Levosimendan (LEVO), a new inodilator, improves hemodynamic function in patients with decompensated heart failure and preserved arterial blood pressure. Data on its use in patients with cardiogenic shock (CS) are scarce. The present study was undertaken to evaluate the hemodynamic effects of supplemental therapy with levosimendan (LEVO) in acute myocardial infarction (MI) and refractory cardiogenic shock (CS). In 25 patients presenting in CS after acute MI, LEVO was administered for 24 h in doses ranging between 0.05 and 0.20 microg/kg/min, as tolerated, preceded by 6-microg/kg over 10 min, in addition to catecholamines.

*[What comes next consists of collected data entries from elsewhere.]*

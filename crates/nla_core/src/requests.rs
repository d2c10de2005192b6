//! The request manager: resolve request payloads against the current tape
//! inventory and flip requests between active and inactive.

use log::{debug, info};

use crate::{
    error::NlaResult,
    model::{Stage, VERIFY_USER},
    store::Store,
};

/// What one manager run did.
#[derive(Clone, Copy, Debug, Default, PartialEq, Eq)]
pub struct UpdateOutcome {
    pub examined: usize,
    pub activated: usize,
    pub deactivated: usize,
    /// deactivated because every requested file is already on disk
    pub completed: usize,
}

/// Update every request, oldest first.
///
/// A file-list request whose resolved on-disk file count equals its
/// requested count is complete and goes inactive. `_VERIFY` requests
/// resolve against UNVERIFIED files; user requests resolve against
/// ONTAPE/RESTORING files by explicit list or by substring pattern. The
/// resolved set only grows here — eviction belongs to tidy. Requests with
/// no matches stay registered but inactive, so later ingestion can light
/// them up (forward-looking requests are a feature, not an error).
pub fn update_requests(store: &Store) -> NlaResult<UpdateOutcome> {
    let mut outcome = UpdateOutcome::default();

    for request in store.requests_by_date()? {
        outcome.examined += 1;
        let quota = store.quota_by_id(request.quota_id)?.ok_or_else(|| {
            crate::error::StoreErrorKind::NoQuotaForUser(format!("quota id {}", request.quota_id))
        })?;
        debug!("request {} user {}", request.id, quota.user);

        // completed file-list requests deactivate so they stop occupying slots
        if !request.is_pattern_request() && !request.request_files.is_empty() {
            let done = store
                .count_request_files_in_stages(request.id, &[Stage::OnDisk, Stage::Restored])?;
            if done == request.request_files.len() as u64 {
                debug!("request {}: deactivating as completed", request.id);
                store.set_request_active(request.id, false)?;
                outcome.completed += 1;
                continue;
            }
        }

        if quota.user == VERIFY_USER {
            // internal requests resolve against the unverified backlog
            let present = store.files_by_paths(&request.request_files, &[Stage::Unverified])?;
            if present.is_empty() {
                store.set_request_active(request.id, false)?;
                outcome.deactivated += 1;
            } else {
                store.in_transaction(|store| {
                    store.clear_request_files(request.id)?;
                    let ids: Vec<i64> = present.iter().map(|f| f.id).collect();
                    store.add_files_to_request(request.id, &ids)?;
                    store.set_request_active(request.id, true)
                })?;
                info!(
                    "request {}: active with {} unverified files",
                    request.id,
                    present.len()
                );
                outcome.activated += 1;
            }
            continue;
        }

        let candidates = if !request.request_files.is_empty() {
            store.files_by_paths(&request.request_files, &[Stage::OnTape, Stage::Restoring])?
        } else if let Some(pattern) = request.request_patterns.as_deref().filter(|p| !p.is_empty()) {
            store.files_matching(pattern, &[Stage::OnTape, Stage::Restoring])?
        } else {
            Vec::new()
        };

        if candidates.is_empty() {
            debug!("request {}: inactive, no tape-side matches", request.id);
            store.set_request_active(request.id, false)?;
            outcome.deactivated += 1;
        } else {
            store.in_transaction(|store| {
                let ids: Vec<i64> = candidates.iter().map(|f| f.id).collect();
                store.add_files_to_request(request.id, &ids)?;
                store.set_request_active(request.id, true)
            })?;
            info!(
                "request {}: active with {} tape-side matches",
                request.id,
                candidates.len()
            );
            outcome.activated += 1;
        }
    }

    Ok(outcome)
}

#[cfg(test)]
mod tests {
    use super::*;
    use crate::store::NewRequest;
    use chrono::Utc;
    use pretty_assertions::assert_eq;

    fn setup() -> Store {
        Store::open_in_memory().unwrap()
    }

    fn user_request(store: &Store, files: &[&str], pattern: Option<&str>) -> i64 {
        let quota = match store.quota_by_user("fred").unwrap() {
            Some(q) => q,
            None => store.add_quota("fred", 1 << 40, None, None).unwrap(),
        };
        store
            .create_request(
                &NewRequest {
                    quota_id: quota.id,
                    request_files: files.iter().map(|s| s.to_string()).collect(),
                    request_patterns: pattern.map(str::to_string),
                    ..Default::default()
                },
                Utc::now(),
            )
            .unwrap()
            .id
    }

    #[test]
    fn file_request_activates_on_tape_matches() {
        let store = setup();
        let req = user_request(&store, &["/badc/a/x.dat", "/badc/a/y.dat"], None);
        _ = store.insert_file("/badc/a/x.dat", 10, Stage::OnTape).unwrap();

        let outcome = update_requests(&store).unwrap();
        assert_eq!(outcome.activated, 1);
        let request = store.request_by_id(req).unwrap().unwrap();
        assert!(request.active);
        assert_eq!(store.request_files(req).unwrap().len(), 1);
    }

    #[test]
    fn pattern_request_waits_for_future_ingestion() {
        let store = setup();
        let req = user_request(&store, &[], Some("/a/b/2025/"));

        // at first nothing matches: saved but inactive
        let outcome = update_requests(&store).unwrap();
        assert_eq!(outcome.deactivated, 1);
        assert!(!store.request_by_id(req).unwrap().unwrap().active);

        // ingestion adds a matching file: next run activates the request
        _ = store.insert_file("/a/b/2025/x.dat", 10, Stage::OnTape).unwrap();
        let outcome = update_requests(&store).unwrap();
        assert_eq!(outcome.activated, 1);
        let request = store.request_by_id(req).unwrap().unwrap();
        assert!(request.active);
        assert_eq!(store.request_files(req).unwrap().len(), 1);
    }

    #[test]
    fn completed_file_request_deactivates() {
        let store = setup();
        let req = user_request(&store, &["/badc/a/x.dat"], None);
        let f = store.insert_file("/badc/a/x.dat", 10, Stage::Restored).unwrap();
        store.add_files_to_request(req, &[f]).unwrap();
        store.set_request_active(req, true).unwrap();

        let outcome = update_requests(&store).unwrap();
        assert_eq!(outcome.completed, 1);
        assert!(!store.request_by_id(req).unwrap().unwrap().active);
    }

    #[test]
    fn verify_request_resolves_unverified_files() {
        let store = setup();
        let quota = store.ensure_verify_quota().unwrap();
        let req = store
            .create_request(
                &NewRequest {
                    quota_id: quota.id,
                    request_files: vec!["/badc/a/x.dat".into(), "/badc/a/y.dat".into()],
                    ..Default::default()
                },
                Utc::now(),
            )
            .unwrap()
            .id;
        _ = store.insert_file("/badc/a/x.dat", 10, Stage::Unverified).unwrap();
        _ = store.insert_file("/badc/a/y.dat", 10, Stage::OnTape).unwrap();

        _ = update_requests(&store).unwrap();
        let request = store.request_by_id(req).unwrap().unwrap();
        assert!(request.active);
        // only the unverified file resolves
        assert_eq!(store.request_files(req).unwrap().len(), 1);
    }

    #[test]
    fn manager_is_idempotent() {
        let store = setup();
        let req = user_request(&store, &["/badc/a/x.dat"], None);
        _ = store.insert_file("/badc/a/x.dat", 10, Stage::OnTape).unwrap();

        _ = update_requests(&store).unwrap();
        let first_files = store.request_files(req).unwrap();
        let first_active = store.request_by_id(req).unwrap().unwrap().active;

        _ = update_requests(&store).unwrap();
        assert_eq!(store.request_files(req).unwrap(), first_files);
        assert_eq!(store.request_by_id(req).unwrap().unwrap().active, first_active);
    }
}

Hemodynamic measurements were made before and 24 h after initiation of the LEVO infusion. Hemodynamic improvement was limited to 13 patients with systemic vascular resistances (SVR) > or =18 W. LEVO increased the cardiac index from 1.5+/-0.3 l/min/m2 to 2.1+/-0.4 l/min/m2 (P = 0.002) and cardiac power from 0.462+/-0.164 W to 0.645+/-0.179 W (P = 0.022), and decreased SVR from 23+/-5 to 21+/-6.7 Wood units (P = 0.001) and pulmonary capillary wedge pressure from 24+/-9 mmHg to 16+/-11 mmHg (P = 0.059). No hemodynamic improvement was observed during LEVO administration in 12 patients with SVR < 18 W. The hemodynamic benefit conferred by LEVO added to catecholamines in patients with CS after acute MI was limited to patients with high SVR.